■ WORK TASK
Which of the lines below include "bool"? Each one should be copied out.

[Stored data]

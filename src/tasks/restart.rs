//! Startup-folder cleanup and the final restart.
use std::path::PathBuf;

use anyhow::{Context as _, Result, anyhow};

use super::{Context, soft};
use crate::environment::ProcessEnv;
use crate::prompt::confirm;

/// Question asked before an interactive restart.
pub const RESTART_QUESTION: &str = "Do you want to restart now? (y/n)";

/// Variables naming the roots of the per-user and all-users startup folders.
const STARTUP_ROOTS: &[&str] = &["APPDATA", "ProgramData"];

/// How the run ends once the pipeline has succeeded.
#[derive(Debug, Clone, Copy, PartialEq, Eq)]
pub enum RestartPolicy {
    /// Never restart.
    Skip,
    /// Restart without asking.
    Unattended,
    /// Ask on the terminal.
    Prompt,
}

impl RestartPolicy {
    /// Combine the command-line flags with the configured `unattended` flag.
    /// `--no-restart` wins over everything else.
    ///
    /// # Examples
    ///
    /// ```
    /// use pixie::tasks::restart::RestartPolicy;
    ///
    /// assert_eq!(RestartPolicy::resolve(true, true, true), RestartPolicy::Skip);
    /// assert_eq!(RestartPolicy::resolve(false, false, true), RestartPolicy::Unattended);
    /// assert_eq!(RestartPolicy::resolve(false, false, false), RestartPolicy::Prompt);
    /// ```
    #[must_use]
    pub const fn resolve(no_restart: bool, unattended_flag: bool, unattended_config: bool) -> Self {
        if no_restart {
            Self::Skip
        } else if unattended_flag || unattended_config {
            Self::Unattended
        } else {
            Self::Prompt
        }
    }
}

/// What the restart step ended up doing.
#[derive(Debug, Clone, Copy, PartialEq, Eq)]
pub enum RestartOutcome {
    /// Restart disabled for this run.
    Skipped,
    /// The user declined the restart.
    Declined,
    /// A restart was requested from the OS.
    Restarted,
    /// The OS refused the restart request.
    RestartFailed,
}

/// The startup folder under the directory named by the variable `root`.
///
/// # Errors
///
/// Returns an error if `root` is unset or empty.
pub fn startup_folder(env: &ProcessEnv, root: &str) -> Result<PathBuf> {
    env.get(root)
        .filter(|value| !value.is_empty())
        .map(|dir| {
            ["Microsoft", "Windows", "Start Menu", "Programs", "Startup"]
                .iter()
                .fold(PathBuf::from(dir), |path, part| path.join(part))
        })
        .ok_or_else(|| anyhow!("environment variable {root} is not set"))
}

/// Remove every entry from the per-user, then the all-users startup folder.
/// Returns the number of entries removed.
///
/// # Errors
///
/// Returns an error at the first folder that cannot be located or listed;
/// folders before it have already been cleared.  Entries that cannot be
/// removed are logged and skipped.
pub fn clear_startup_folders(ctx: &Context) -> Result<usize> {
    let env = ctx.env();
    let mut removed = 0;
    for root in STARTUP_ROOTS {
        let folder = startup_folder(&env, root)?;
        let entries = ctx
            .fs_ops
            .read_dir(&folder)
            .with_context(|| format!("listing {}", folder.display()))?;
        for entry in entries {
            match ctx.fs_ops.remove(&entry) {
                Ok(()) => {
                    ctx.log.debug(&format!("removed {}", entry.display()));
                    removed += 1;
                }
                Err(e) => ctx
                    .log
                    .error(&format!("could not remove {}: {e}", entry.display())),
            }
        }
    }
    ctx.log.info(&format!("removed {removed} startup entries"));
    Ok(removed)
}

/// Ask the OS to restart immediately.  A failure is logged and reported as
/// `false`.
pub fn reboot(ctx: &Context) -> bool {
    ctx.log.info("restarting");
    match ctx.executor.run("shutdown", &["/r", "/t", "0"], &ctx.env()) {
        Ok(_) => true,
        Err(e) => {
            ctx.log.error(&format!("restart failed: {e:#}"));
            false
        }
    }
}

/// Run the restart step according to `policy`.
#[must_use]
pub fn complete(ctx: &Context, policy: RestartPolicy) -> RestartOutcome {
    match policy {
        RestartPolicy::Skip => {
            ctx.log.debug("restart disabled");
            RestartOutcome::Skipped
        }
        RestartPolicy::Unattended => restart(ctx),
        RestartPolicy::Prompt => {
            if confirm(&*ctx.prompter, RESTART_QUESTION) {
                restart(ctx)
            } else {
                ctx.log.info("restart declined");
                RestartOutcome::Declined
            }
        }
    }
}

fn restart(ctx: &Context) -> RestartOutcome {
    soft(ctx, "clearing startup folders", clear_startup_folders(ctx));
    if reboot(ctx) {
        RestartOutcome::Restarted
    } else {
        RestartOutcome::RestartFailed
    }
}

■ EXPECTED ANSWER
    pub const fn resolve(no_restart: bool, unattended_flag: bool, unattended_config: bool) -> Self {
pub fn reboot(ctx: &Context) -> bool {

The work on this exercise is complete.